Sayyid Shihab bin Tariq bin Taimur Al Said (شهاب بن طارق بن تيمور آل سعيد; born 1955) is a member of the Omani royal family and the Deputy Prime Minister for Defense Affairs.

==Early life==
Shihab is the son of Sayyid Tariq bin Taimur bin Faisal Al Said and Sayyida Shawana bint Hamud bin Ahmad Al Busaidi. His brothers include Sultan Haitham bin Tariq and Sayyid Asa'ad bin Tariq, the Deputy Prime Minister for Relations and International Cooperation Affairs.

==Marriage and children==
Shihab is married to Sayyida Rawdah bint Abdullah bin Hamad Al Busaidi, the sister of Sayyida Ahad bint Abdullah and daughter of Sayyid Abdullah bin Hamad Al Busaidi, a former Undersecretary for Justice in the Ministry of Justice, Awqaf, and Islamic Affairs and a former Governor of Musandam.

- Sayyid Nader bin Shihab bin Tariq Al Said
- Sayyid Malik bin Shihab bin Tariq Al Said
- Sayyida Meyyan bint Shihab bin Tariq Al Said; married Sayyid Theyazin bin Haitham, the Crown Prince of Oman, on 11 November 2021 and divorced in early 2022
- Sayyida Saraya bint Shihab bin Tariq Al Said

==Career==
He is the owner and chairman of the Seven Seas Group that was founded in 1984 for all of his business interests including Seven Seas Petroleum and Seven Seas Shipping & Logistics. In 2003, his company Arabian Maritime and Navigation Aids Services (AMNAS) was granted by royal decree exclusive rights to navigational services in Oman's territorial waters.
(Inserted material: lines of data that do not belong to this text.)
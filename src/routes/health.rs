use axum::{extract::State, http::StatusCode, routing::get, Json, Router};

use crate::models::{AppState, HealthResponse};

pub fn router(state: AppState) -> Router {
    Router::new()
        .route("/api/health", get(health_check))
        .with_state(state)
}

async fn health_check(State(state): State<AppState>) -> (StatusCode, Json<HealthResponse>) {
    let (backend, reachable) = state.pipeline.store_health().await;

    let (status, code, database) = if reachable {
        ("ok", StatusCode::OK, format!("{} connected", backend))
    } else {
        ("degraded", StatusCode::SERVICE_UNAVAILABLE, format!("{} unreachable", backend))
    };

    let response = HealthResponse {
        status: status.to_string(),
        timestamp: chrono::Utc::now().to_rfc3339(),
        database,
        active_jobs: state.pipeline.active_jobs().await,
    };

    (code, Json(response))
}
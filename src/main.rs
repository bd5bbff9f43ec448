use std::net::SocketAddr;
use std::sync::Arc;
use std::time::Duration;

use clap::{Parser, Subcommand};
use tokio::net::TcpListener;
use tracing::{info, warn};

use knowledge_ingest::{
    config::Config,
    db::{self, DocumentStore, MemoryDocumentStore, PgDocumentStore},
    fetcher::HttpFetcher,
    parsing::HttpParsingClient,
    pipeline::{sweeper, Pipeline},
    routes::create_router,
    storage,
    utils::init_logger,
    AppState,
};

#[derive(Parser, Debug)]
#[command(
    name = "knowledge-ingest",
    about = "Document and web-source ingestion pipeline",
    version
)]
struct Cli {
    #[command(subcommand)]
    command: Option<Command>,
}

#[derive(Subcommand, Debug, Clone, Copy)]
enum Command {
    /// Run the HTTP API with the background orphan sweeper (default)
    Serve,
    /// Resume or expire orphaned documents once, then exit
    Sweep,
}

#[tokio::main]
async fn main() -> anyhow::Result<()> {
    let cli = Cli::parse();

    // Load configuration
    let config = Config::from_env()?;
    let _log_guard = init_logger(&config.log);
    info!("Configuration loaded: {:?}", config.server);

    let pipeline = build_pipeline(&config).await?;

    match cli.command.unwrap_or(Command::Serve) {
        Command::Serve => serve(config, pipeline).await,
        Command::Sweep => sweep_once(pipeline).await,
    }
}

async fn build_pipeline(config: &Config) -> anyhow::Result<Pipeline> {
    let store: Arc<dyn DocumentStore> = match &config.database.url {
        Some(url) => {
            let pool = db::create_pool(url, &config.database).await?;

            info!("Running database migrations...");
            db::run_migrations(&pool)
                .await
                .map_err(|e| anyhow::anyhow!("Failed to run migrations: {}", e))?;
            info!("Database migrations completed");

            Arc::new(PgDocumentStore::new(pool))
        }
        None => {
            warn!("DATABASE_URL not set, documents are kept in memory only");
            Arc::new(MemoryDocumentStore::new())
        }
    };

    let storage = storage::from_config(&config.storage)?;
    let parser = Arc::new(HttpParsingClient::new(&config.parser)?);
    let fetcher = Arc::new(HttpFetcher::new(config.pipeline.fetch_timeout())?);

    Ok(Pipeline::new(
        config.pipeline.clone(),
        store,
        storage,
        parser,
        fetcher,
    ))
}

async fn serve(config: Config, pipeline: Pipeline) -> anyhow::Result<()> {
    let sweeper = sweeper::spawn_periodic(pipeline.clone(), config.pipeline.sweep_interval());

    let state = AppState {
        config: config.clone(),
        pipeline,
    };
    let app = create_router(state);

    let ip = config
        .server
        .host
        .parse::<std::net::IpAddr>()
        .map_err(|e| anyhow::anyhow!("Invalid HOST '{}': {}", config.server.host, e))?;
    let addr = SocketAddr::new(ip, config.server.port);
    info!("Server listening on {}", addr);

    let listener = TcpListener::bind(addr).await?;
    let result = axum::serve(listener, app)
        .with_graceful_shutdown(shutdown_signal())
        .await
        .map_err(|e| anyhow::anyhow!("Server error: {}", e));

    sweeper.abort();
    result
}

async fn sweep_once(pipeline: Pipeline) -> anyhow::Result<()> {
    let report = pipeline.sweep_orphans().await?;
    info!(
        resumed = report.resumed,
        expired = report.expired,
        skipped = report.skipped,
        "Orphan sweep finished"
    );

    // resumed jobs poll in the background; wait for them to settle
    while pipeline.active_jobs().await > 0 {
        tokio::time::sleep(Duration::from_secs(1)).await;
    }
    Ok(())
}

async fn shutdown_signal() {
    if let Err(e) = tokio::signal::ctrl_c().await {
        warn!("Failed to listen for shutdown signal: {}", e);
        std::future::pending::<()>().await;
    }
    info!("Shutdown signal received");
}
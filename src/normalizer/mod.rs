//! Format normalization.
//!
//! Every accepted source is turned into a PDF before it reaches the parsing
//! service. PDFs pass through untouched; text, markup and tabular formats are
//! reduced to lines of text and laid out on fixed-size monospace pages.

mod layout;
mod markup;
mod tabular;
mod text;

use bytes::Bytes;
use mime::Mime;

use crate::types::{AppError, AppResult};

pub use layout::{render_pages, COLUMNS, LINES_PER_PAGE};
pub use markup::{docx_to_text, html_to_text};
pub use tabular::{layout_sheets, read_delimited, read_spreadsheet, Sheet};
pub use text::{decode, reflow};

pub const PDF_MIME: &str = "application/pdf";
pub const DOCX_MIME: &str = "application/vnd.openxmlformats-officedocument.wordprocessingml.document";
pub const XLSX_MIME: &str = "application/vnd.openxmlformats-officedocument.spreadsheetml.sheet";

/// MIME types that say nothing about the content.
const GENERIC_MIME_TYPES: &[&str] = &[
    "application/octet-stream",
    "binary/octet-stream",
    "application/x-empty",
    "application/unknown",
];

/// An in-memory file as received at intake or fetched from a URL.
#[derive(Debug, Clone)]
pub struct InputFile {
    pub name: String,
    pub mime_type: String,
    pub bytes: Bytes,
}

impl InputFile {
    pub fn new(name: impl Into<String>, mime_type: impl Into<String>, bytes: impl Into<Bytes>) -> Self {
        Self {
            name: name.into(),
            mime_type: mime_type.into(),
            bytes: bytes.into(),
        }
    }

    pub fn size(&self) -> u64 {
        self.bytes.len() as u64
    }

    /// File name without directories or extension.
    pub fn stem(&self) -> &str {
        let base = self.name.rsplit(['/', '\\']).next().unwrap_or(&self.name);
        match base.rsplit_once('.') {
            Some((stem, _)) if !stem.is_empty() => stem,
            _ => base,
        }
    }
}

#[derive(Debug, Clone, Copy, PartialEq, Eq)]
pub enum DocumentFormat {
    Pdf,
    PlainText,
    Markdown,
    Docx,
    Html,
    Csv,
    Tsv,
    Xlsx,
}

impl DocumentFormat {
    /// Resolve the format from the declared MIME type, falling back to the
    /// file extension when the declared type is generic or missing.
    pub fn resolve(mime_type: &str, filename: &str) -> AppResult<Self> {
        let declared = essence(mime_type);
        let extension = filename
            .rsplit_once('.')
            .map(|(_, ext)| ext.to_ascii_lowercase())
            .unwrap_or_default();

        let effective = match declared.as_deref() {
            None => guess(filename),
            Some(m) if GENERIC_MIME_TYPES.contains(&m) => guess(filename),
            // Windows browsers report CSV files as Excel
            Some("application/vnd.ms-excel") if extension == "csv" => Some("text/csv".to_string()),
            Some(m) => Some(m.to_string()),
        };

        let effective = effective.ok_or_else(|| {
            AppError::UnsupportedFormat(format!("cannot determine the type of '{}'", filename))
        })?;

        Self::from_mime(&effective).ok_or(AppError::UnsupportedFormat(effective))
    }

    fn from_mime(essence: &str) -> Option<Self> {
        let format = match essence {
            PDF_MIME => DocumentFormat::Pdf,
            "text/plain" => DocumentFormat::PlainText,
            "text/markdown" | "text/x-markdown" => DocumentFormat::Markdown,
            DOCX_MIME => DocumentFormat::Docx,
            "text/html" | "application/xhtml+xml" => DocumentFormat::Html,
            "text/csv" => DocumentFormat::Csv,
            "text/tab-separated-values" => DocumentFormat::Tsv,
            XLSX_MIME | "application/vnd.ms-excel" => DocumentFormat::Xlsx,
            _ => return None,
        };
        Some(format)
    }

    /// Canonical MIME type, used for the intake allow-list.
    pub fn mime_type(&self) -> &'static str {
        match self {
            DocumentFormat::Pdf => PDF_MIME,
            DocumentFormat::PlainText => "text/plain",
            DocumentFormat::Markdown => "text/markdown",
            DocumentFormat::Docx => DOCX_MIME,
            DocumentFormat::Html => "text/html",
            DocumentFormat::Csv => "text/csv",
            DocumentFormat::Tsv => "text/tab-separated-values",
            DocumentFormat::Xlsx => XLSX_MIME,
        }
    }

    /// Source classification recorded on the Document.
    pub fn document_type(&self) -> &'static str {
        match self {
            DocumentFormat::Pdf => "pdf",
            DocumentFormat::PlainText => "txt",
            DocumentFormat::Markdown => "md",
            DocumentFormat::Docx => "docx",
            DocumentFormat::Html => "html",
            DocumentFormat::Csv => "csv",
            DocumentFormat::Tsv => "tsv",
            DocumentFormat::Xlsx => "xlsx",
        }
    }
}

fn essence(mime_type: &str) -> Option<String> {
    mime_type
        .trim()
        .parse::<Mime>()
        .ok()
        .map(|m| m.essence_str().to_ascii_lowercase())
}

fn guess(filename: &str) -> Option<String> {
    mime_guess::from_path(filename)
        .first()
        .map(|m| m.essence_str().to_ascii_lowercase())
}

/// Convert `file` to its canonical PDF form.
///
/// PDF input is returned as-is, sharing the original buffer. Unsupported
/// types fail with `UnsupportedFormat`, malformed input of a supported type
/// with `Validation`.
pub fn normalize(file: InputFile) -> AppResult<InputFile> {
    let format = DocumentFormat::resolve(&file.mime_type, &file.name)?;

    let lines = match format {
        DocumentFormat::Pdf => {
            return Ok(InputFile {
                mime_type: PDF_MIME.to_string(),
                ..file
            })
        }
        DocumentFormat::PlainText | DocumentFormat::Markdown => {
            reflow(&decode(&file.bytes), COLUMNS)
        }
        DocumentFormat::Docx => reflow(&docx_to_text(&file.bytes)?, COLUMNS),
        DocumentFormat::Html => reflow(&html_to_text(&decode(&file.bytes)), COLUMNS),
        DocumentFormat::Csv => layout_sheets(&[Sheet::untitled(read_delimited(&file.bytes, b',')?)]),
        DocumentFormat::Tsv => layout_sheets(&[Sheet::untitled(read_delimited(&file.bytes, b'\t')?)]),
        DocumentFormat::Xlsx => layout_sheets(&read_spreadsheet(&file.bytes)?),
    };

    let pdf = render_pages(&lines)?;

    tracing::debug!(
        file = %file.name,
        format = format.document_type(),
        lines = lines.len(),
        pdf_bytes = pdf.len(),
        "Normalized document to PDF"
    );

    Ok(InputFile {
        name: format!("{}.pdf", file.stem()),
        mime_type: PDF_MIME.to_string(),
        bytes: Bytes::from(pdf),
    })
}

/// [`normalize`] on the blocking pool; page layout is CPU-bound.
pub async fn normalize_async(file: InputFile) -> AppResult<InputFile> {
    tokio::task::spawn_blocking(move || normalize(file))
        .await
        .map_err(|e| AppError::Internal(format!("Normalization task failed: {}", e)))?
}
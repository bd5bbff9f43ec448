// Delimited and spreadsheet data laid out as aligned text columns

use std::io::Cursor;

use calamine::Reader;

use super::layout::COLUMNS;
use super::text::hard_split;
use crate::types::{AppError, AppResult};

/// Blanks between two columns.
const COLUMN_GAP: usize = 2;

/// One table: a CSV file or a single worksheet.
#[derive(Debug, Clone, PartialEq)]
pub struct Sheet {
    pub title: Option<String>,
    pub rows: Vec<Vec<String>>,
}

impl Sheet {
    pub fn untitled(rows: Vec<Vec<String>>) -> Self {
        Self { title: None, rows }
    }
}

/// Read delimited rows. Rows may have differing field counts; invalid UTF-8
/// is replaced rather than rejected.
pub fn read_delimited(bytes: &[u8], delimiter: u8) -> AppResult<Vec<Vec<String>>> {
    let bytes = bytes.strip_prefix(b"\xEF\xBB\xBF").unwrap_or(bytes);
    let mut reader = csv::ReaderBuilder::new()
        .delimiter(delimiter)
        .has_headers(false)
        .flexible(true)
        .quoting(delimiter != b'\t')
        .from_reader(bytes);

    let mut rows = Vec::new();
    for record in reader.byte_records() {
        let record = record
            .map_err(|e| AppError::Validation(format!("Malformed delimited data: {}", e)))?;
        rows.push(
            record
                .iter()
                .map(|field| String::from_utf8_lossy(field).trim().to_string())
                .collect(),
        );
    }

    Ok(rows)
}

/// Read every worksheet of an XLSX (or legacy XLS) workbook.
pub fn read_spreadsheet(bytes: &[u8]) -> AppResult<Vec<Sheet>> {
    let mut workbook = calamine::open_workbook_auto_from_rs(Cursor::new(bytes))
        .map_err(|e| AppError::Validation(format!("Not a readable spreadsheet: {}", e)))?;

    let mut sheets = Vec::new();
    for name in workbook.sheet_names().to_vec() {
        let range = workbook
            .worksheet_range(&name)
            .map_err(|e| AppError::Validation(format!("Unreadable worksheet '{}': {}", name, e)))?;

        let rows = range
            .rows()
            .map(|row| row.iter().map(cell_text).collect::<Vec<_>>())
            .filter(|row: &Vec<String>| row.iter().any(|cell| !cell.is_empty()))
            .collect();

        sheets.push(Sheet {
            title: Some(name),
            rows,
        });
    }

    Ok(sheets)
}

fn cell_text(cell: &calamine::Data) -> String {
    match cell {
        calamine::Data::Empty => String::new(),
        calamine::Data::String(s) => s.trim().to_string(),
        calamine::Data::Float(f) => f.to_string(),
        calamine::Data::Int(i) => i.to_string(),
        calamine::Data::Bool(b) => b.to_string(),
        calamine::Data::DateTime(dt) => dt.to_string(),
        calamine::Data::DateTimeIso(s) | calamine::Data::DurationIso(s) => s.clone(),
        calamine::Data::Error(e) => format!("#{:?}", e),
    }
}

/// Lay sheets out as text lines: fields padded to their column width and
/// separated by at least two blanks, rows wider than the page wrapped.
pub fn layout_sheets(sheets: &[Sheet]) -> Vec<String> {
    let mut lines = Vec::new();

    for (index, sheet) in sheets.iter().enumerate() {
        if index > 0 {
            lines.push(String::new());
        }
        if let Some(title) = &sheet.title {
            lines.extend(hard_split(title, COLUMNS));
            lines.push(String::new());
        }

        let widths = column_widths(&sheet.rows);
        for row in &sheet.rows {
            lines.extend(hard_split(&format_row(row, &widths), COLUMNS));
        }
    }

    lines
}

fn column_widths(rows: &[Vec<String>]) -> Vec<usize> {
    let mut widths: Vec<usize> = Vec::new();
    for row in rows {
        for (i, field) in row.iter().enumerate() {
            let len = field.chars().count();
            match widths.get_mut(i) {
                Some(width) => *width = (*width).max(len),
                None => widths.push(len),
            }
        }
    }
    widths
}

fn format_row(row: &[String], widths: &[usize]) -> String {
    let mut line = String::new();
    for (i, field) in row.iter().enumerate() {
        if i > 0 {
            line.push_str(&" ".repeat(COLUMN_GAP));
        }
        line.push_str(field);
        let pad = widths.get(i).copied().unwrap_or(0).saturating_sub(field.chars().count());
        line.push_str(&" ".repeat(pad));
    }
    line.trim_end().to_string()
}
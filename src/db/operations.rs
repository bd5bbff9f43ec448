use std::collections::HashMap;

use async_trait::async_trait;
use chrono::{DateTime, Utc};
use sqlx::{PgPool, Postgres, Transaction};
use uuid::Uuid;

use super::{DocumentStore, PatchOutcome};
use crate::models::{Chunk, Document, DocumentPatch, DocumentStatus, RegisterRequest};
use crate::types::{AppError, AppResult};

// Note: runtime query_as with FromRow, no DATABASE_URL needed at compile time
#[derive(Debug, sqlx::FromRow)]
struct DocumentRow {
    id: Uuid,
    client_id: Uuid,
    source_kind: String,
    source_ref: String,
    canonical_ref: Option<String>,
    mime_type: String,
    document_type: String,
    status: String,
    content: Option<String>,
    error: Option<String>,
    job_id: Option<String>,
    attempt: i32,
    created_at: DateTime<Utc>,
    updated_at: DateTime<Utc>,
    heartbeat_at: Option<DateTime<Utc>>,
}

impl DocumentRow {
    fn into_document(self, chunks: Option<Vec<Chunk>>) -> AppResult<Document> {
        let source_kind = self.source_kind.parse().map_err(AppError::Internal)?;
        let status: DocumentStatus = self.status.parse().map_err(AppError::Internal)?;

        Ok(Document {
            id: self.id,
            client_id: self.client_id,
            source_kind,
            source_ref: self.source_ref,
            canonical_ref: self.canonical_ref,
            mime_type: self.mime_type,
            document_type: self.document_type,
            status,
            content: self.content,
            chunks: if status == DocumentStatus::Completed {
                Some(chunks.unwrap_or_default())
            } else {
                None
            },
            error: self.error,
            job_id: self.job_id,
            attempt: self.attempt.max(0) as u32,
            created_at: self.created_at,
            updated_at: self.updated_at,
            heartbeat_at: self.heartbeat_at,
        })
    }
}

#[derive(Debug, sqlx::FromRow)]
struct ChunkRow {
    document_id: Uuid,
    position: i32,
    content: String,
}

const UPDATE_DOCUMENT: &str = r#"
    UPDATE documents SET
        status = $3,
        content = COALESCE($4, content),
        error = CASE WHEN $3 = 'failed' THEN COALESCE($5, error) ELSE NULL END,
        job_id = COALESCE($6, job_id),
        attempt = COALESCE($7, attempt),
        canonical_ref = COALESCE($8, canonical_ref),
        mime_type = COALESCE($9, mime_type),
        updated_at = NOW()
    WHERE id = $1 AND status = ANY($2) AND ($10::text IS NULL OR job_id = $10)
    RETURNING *
"#;

/// Postgres-backed content store.
#[derive(Clone)]
pub struct PgDocumentStore {
    pool: PgPool,
}

impl PgDocumentStore {
    pub fn new(pool: PgPool) -> Self {
        Self { pool }
    }

    async fn load_chunks(&self, ids: &[Uuid]) -> AppResult<HashMap<Uuid, Vec<Chunk>>> {
        let mut grouped: HashMap<Uuid, Vec<Chunk>> = HashMap::new();
        if ids.is_empty() {
            return Ok(grouped);
        }

        let rows = sqlx::query_as::<_, ChunkRow>(
            "SELECT document_id, position, content FROM document_chunks
             WHERE document_id = ANY($1) ORDER BY document_id, position",
        )
        .bind(ids)
        .fetch_all(&self.pool)
        .await?;

        for row in rows {
            grouped.entry(row.document_id).or_default().push(Chunk {
                id: row.position.max(0) as usize,
                content: row.content,
            });
        }
        Ok(grouped)
    }

    async fn hydrate(&self, rows: Vec<DocumentRow>) -> AppResult<Vec<Document>> {
        let completed: Vec<Uuid> = rows
            .iter()
            .filter(|r| r.status == DocumentStatus::Completed.as_str())
            .map(|r| r.id)
            .collect();
        let mut chunks = self.load_chunks(&completed).await?;

        rows.into_iter()
            .map(|row| {
                let doc_chunks = chunks.remove(&row.id);
                row.into_document(doc_chunks)
            })
            .collect()
    }

    async fn insert_chunks(
        tx: &mut Transaction<'_, Postgres>,
        document_id: Uuid,
        chunks: &[Chunk],
    ) -> AppResult<()> {
        sqlx::query("DELETE FROM document_chunks WHERE document_id = $1")
            .bind(document_id)
            .execute(&mut **tx)
            .await?;

        let positions: Vec<i32> = chunks.iter().map(|c| c.id as i32).collect();
        let contents: Vec<String> = chunks.iter().map(|c| c.content.clone()).collect();

        sqlx::query(
            "INSERT INTO document_chunks (document_id, position, content)
             SELECT $1, position, content FROM UNNEST($2::int4[], $3::text[]) AS t(position, content)",
        )
        .bind(document_id)
        .bind(&positions)
        .bind(&contents)
        .execute(&mut **tx)
        .await?;

        Ok(())
    }
}

#[async_trait]
impl DocumentStore for PgDocumentStore {
    async fn insert(&self, request: &RegisterRequest) -> AppResult<(Document, bool)> {
        let mut tx = self.pool.begin().await?;

        if request.idempotent {
            // serializes concurrent registrations of the same source
            sqlx::query("SELECT pg_advisory_xact_lock(hashtext($1))")
                .bind(format!("{}:{}", request.client_id, request.source_ref))
                .execute(&mut *tx)
                .await?;

            let existing = sqlx::query_as::<_, DocumentRow>(
                "SELECT * FROM documents
                 WHERE client_id = $1 AND source_ref = $2 AND status <> 'failed'
                 ORDER BY created_at DESC LIMIT 1",
            )
            .bind(request.client_id)
            .bind(&request.source_ref)
            .fetch_optional(&mut *tx)
            .await?;

            if let Some(row) = existing {
                tx.commit().await?;
                let mut docs = self.hydrate(vec![row]).await?;
                return docs
                    .pop()
                    .map(|doc| (doc, false))
                    .ok_or_else(|| AppError::Internal("Existing document vanished".to_string()));
            }
        }

        let doc = Document::new(request);
        sqlx::query(
            "INSERT INTO documents
                (id, client_id, source_kind, source_ref, canonical_ref, mime_type,
                 document_type, status, attempt, created_at, updated_at)
             VALUES ($1, $2, $3, $4, $5, $6, $7, $8, $9, $10, $11)",
        )
        .bind(doc.id)
        .bind(doc.client_id)
        .bind(doc.source_kind.as_str())
        .bind(&doc.source_ref)
        .bind(&doc.canonical_ref)
        .bind(&doc.mime_type)
        .bind(&doc.document_type)
        .bind(doc.status.as_str())
        .bind(doc.attempt as i32)
        .bind(doc.created_at)
        .bind(doc.updated_at)
        .execute(&mut *tx)
        .await?;

        tx.commit().await?;
        Ok((doc, true))
    }

    async fn get(&self, id: Uuid) -> AppResult<Option<Document>> {
        let row = sqlx::query_as::<_, DocumentRow>("SELECT * FROM documents WHERE id = $1")
            .bind(id)
            .fetch_optional(&self.pool)
            .await?;

        match row {
            Some(row) => Ok(self.hydrate(vec![row]).await?.pop()),
            None => Ok(None),
        }
    }

    async fn apply_patch(
        &self,
        id: Uuid,
        expected: &[DocumentStatus],
        patch: &DocumentPatch,
    ) -> AppResult<PatchOutcome> {
        let expected: Vec<&str> = expected.iter().map(|s| s.as_str()).collect();
        let mut tx = self.pool.begin().await?;

        let row = sqlx::query_as::<_, DocumentRow>(UPDATE_DOCUMENT)
            .bind(id)
            .bind(&expected)
            .bind(patch.status.as_str())
            .bind(&patch.content)
            .bind(&patch.error)
            .bind(&patch.job_id)
            .bind(patch.attempt.map(|a| a as i32))
            .bind(&patch.canonical_ref)
            .bind(&patch.mime_type)
            .bind(&patch.expected_job)
            .fetch_optional(&mut *tx)
            .await?;

        let Some(row) = row else {
            let current: Option<(String, Option<String>)> =
                sqlx::query_as("SELECT status, job_id FROM documents WHERE id = $1")
                    .bind(id)
                    .fetch_optional(&mut *tx)
                    .await?;
            tx.rollback().await?;

            return match current {
                Some((status, _)) if !expected.contains(&status.as_str()) => {
                    Ok(PatchOutcome::Stale {
                        current: status.parse().map_err(AppError::Internal)?,
                    })
                }
                Some((_, current_job)) => Ok(PatchOutcome::JobReplaced { current_job }),
                None => Ok(PatchOutcome::NotFound),
            };
        };

        if let Some(chunks) = &patch.chunks {
            Self::insert_chunks(&mut tx, id, chunks).await?;
        }
        tx.commit().await?;

        let chunks = match &patch.chunks {
            Some(chunks) => Some(chunks.clone()),
            None if row.status == DocumentStatus::Completed.as_str() => {
                self.load_chunks(&[id]).await?.remove(&id)
            }
            None => None,
        };
        Ok(PatchOutcome::Applied(row.into_document(chunks)?))
    }

    async fn list_for_client(&self, client_id: Uuid) -> AppResult<Vec<Document>> {
        let rows = sqlx::query_as::<_, DocumentRow>(
            "SELECT * FROM documents WHERE client_id = $1 ORDER BY created_at DESC",
        )
        .bind(client_id)
        .fetch_all(&self.pool)
        .await?;

        self.hydrate(rows).await
    }

    async fn list_stale(
        &self,
        statuses: &[DocumentStatus],
        updated_before: DateTime<Utc>,
    ) -> AppResult<Vec<Document>> {
        let statuses: Vec<&str> = statuses.iter().map(|s| s.as_str()).collect();
        let rows = sqlx::query_as::<_, DocumentRow>(
            "SELECT * FROM documents
             WHERE status = ANY($1) AND updated_at < $2
             ORDER BY updated_at",
        )
        .bind(&statuses)
        .bind(updated_before)
        .fetch_all(&self.pool)
        .await?;

        self.hydrate(rows).await
    }

    async fn heartbeat(&self, id: Uuid, job_id: &str) -> AppResult<bool> {
        let result = sqlx::query(
            "UPDATE documents SET heartbeat_at = NOW()
             WHERE id = $1 AND status = 'processing' AND job_id = $2",
        )
        .bind(id)
        .bind(job_id)
        .execute(&self.pool)
        .await?;
        Ok(result.rows_affected() > 0)
    }

    async fn delete(&self, id: Uuid) -> AppResult<bool> {
        let result = sqlx::query("DELETE FROM documents WHERE id = $1")
            .bind(id)
            .execute(&self.pool)
            .await?;
        Ok(result.rows_affected() > 0)
    }

    async fn source_in_use(&self, client_id: Uuid, source_ref: &str) -> AppResult<bool> {
        let in_use: bool = sqlx::query_scalar(
            "SELECT EXISTS (SELECT 1 FROM documents WHERE client_id = $1 AND source_ref = $2)",
        )
        .bind(client_id)
        .bind(source_ref)
        .fetch_one(&self.pool)
        .await?;
        Ok(in_use)
    }

    async fn ping(&self) -> AppResult<()> {
        super::health_check(&self.pool).await?;
        Ok(())
    }

    fn backend(&self) -> &'static str {
        "postgres"
    }
}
He is also the chairman of Al-Seeb Club, an Omani professional football club based in Al-Seeb, that competes in the Oman Professional League, the top flight of Omani Football.

Shihab was a Rear Admiral and later head of Royal Navy of Oman from August 1990 until 2004. During this time he was also a Deputy Commandant at the Sultan of Oman's Armed Forces Staff College. After his retirement from the Navy, Shihab remained an advisor to his cousin, Sultan Qaboos bin Said.

In March 2020, Sultan Haitham bin Tariq appointed Shihab as the new Deputy Prime Minister for Defense Affairs. In this role, he has executive powers over all of the country's military and is answerable only to the sultan in defense matters.

==Titles, styles, and honors==
===Titles===
- His Highness Sayyid Shihab bin Tariq bin Taimur Al Said

===Honors===
Oman:
- Member 1st Class of the Order of Establishment
- Member 1st Class of the Order of Sultan Qaboos
Belgium
- Grand Cross of the Order of the Crown
Netherlands:
- Grand Cross of the Order of the Crown
Spain

- Grand Cross of the Order of Isabella the Catholic.